--- START ---
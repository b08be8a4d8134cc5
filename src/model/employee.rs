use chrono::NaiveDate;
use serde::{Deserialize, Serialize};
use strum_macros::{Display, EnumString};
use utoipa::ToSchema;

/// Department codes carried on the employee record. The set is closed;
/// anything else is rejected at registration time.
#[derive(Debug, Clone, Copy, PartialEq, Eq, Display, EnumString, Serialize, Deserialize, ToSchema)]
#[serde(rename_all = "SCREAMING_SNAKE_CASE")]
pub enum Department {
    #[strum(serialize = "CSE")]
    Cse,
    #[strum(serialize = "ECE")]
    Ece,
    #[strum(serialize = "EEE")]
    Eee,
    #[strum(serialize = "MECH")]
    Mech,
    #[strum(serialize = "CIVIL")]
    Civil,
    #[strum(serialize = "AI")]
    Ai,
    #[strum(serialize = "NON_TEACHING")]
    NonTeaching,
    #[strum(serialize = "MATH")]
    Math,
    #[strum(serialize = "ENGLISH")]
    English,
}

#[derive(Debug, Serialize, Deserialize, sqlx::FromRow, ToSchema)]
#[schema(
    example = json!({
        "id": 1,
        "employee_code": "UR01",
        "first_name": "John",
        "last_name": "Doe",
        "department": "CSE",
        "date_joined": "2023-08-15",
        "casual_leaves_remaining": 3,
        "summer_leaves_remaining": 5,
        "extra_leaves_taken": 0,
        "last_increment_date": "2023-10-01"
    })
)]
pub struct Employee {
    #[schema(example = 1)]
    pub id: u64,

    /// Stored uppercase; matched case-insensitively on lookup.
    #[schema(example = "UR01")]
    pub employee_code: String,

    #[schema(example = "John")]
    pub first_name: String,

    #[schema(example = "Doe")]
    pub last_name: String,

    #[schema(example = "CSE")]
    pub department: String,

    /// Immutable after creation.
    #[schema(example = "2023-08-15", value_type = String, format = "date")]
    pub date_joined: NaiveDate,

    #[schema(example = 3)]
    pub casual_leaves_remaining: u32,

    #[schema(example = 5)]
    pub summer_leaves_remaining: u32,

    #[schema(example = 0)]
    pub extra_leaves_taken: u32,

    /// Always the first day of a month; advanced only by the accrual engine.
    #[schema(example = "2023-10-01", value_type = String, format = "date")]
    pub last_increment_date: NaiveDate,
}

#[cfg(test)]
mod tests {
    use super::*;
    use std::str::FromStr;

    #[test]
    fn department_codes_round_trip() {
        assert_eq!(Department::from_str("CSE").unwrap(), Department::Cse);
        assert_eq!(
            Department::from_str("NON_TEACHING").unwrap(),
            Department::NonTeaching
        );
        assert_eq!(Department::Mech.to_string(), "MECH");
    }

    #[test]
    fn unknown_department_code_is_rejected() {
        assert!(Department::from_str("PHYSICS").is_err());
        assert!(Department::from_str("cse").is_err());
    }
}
--- END ---
--- START ---
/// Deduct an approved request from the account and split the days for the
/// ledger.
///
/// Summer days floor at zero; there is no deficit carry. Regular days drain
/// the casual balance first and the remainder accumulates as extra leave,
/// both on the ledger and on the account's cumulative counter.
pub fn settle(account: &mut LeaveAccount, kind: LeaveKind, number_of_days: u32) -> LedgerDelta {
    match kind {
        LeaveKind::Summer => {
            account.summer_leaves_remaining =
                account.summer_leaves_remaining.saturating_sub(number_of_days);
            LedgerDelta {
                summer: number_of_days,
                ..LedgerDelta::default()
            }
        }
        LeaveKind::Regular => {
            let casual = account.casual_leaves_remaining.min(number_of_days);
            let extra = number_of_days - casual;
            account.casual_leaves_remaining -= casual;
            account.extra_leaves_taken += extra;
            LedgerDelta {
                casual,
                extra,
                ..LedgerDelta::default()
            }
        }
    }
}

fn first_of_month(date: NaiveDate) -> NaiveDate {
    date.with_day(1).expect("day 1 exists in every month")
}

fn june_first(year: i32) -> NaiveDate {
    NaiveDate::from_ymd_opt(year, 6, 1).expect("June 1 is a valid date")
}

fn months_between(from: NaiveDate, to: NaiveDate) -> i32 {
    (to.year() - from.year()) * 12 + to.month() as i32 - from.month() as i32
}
--- END ---
WORK TO BE COMPLETED: Show every line in the records above that contains the word "EnumString".

SOLUTION FOR THIS TASK:
use strum_macros::{Display, EnumString};
#[derive(Debug, Clone, Copy, PartialEq, Eq, Display, EnumString, Serialize, Deserialize, ToSchema)]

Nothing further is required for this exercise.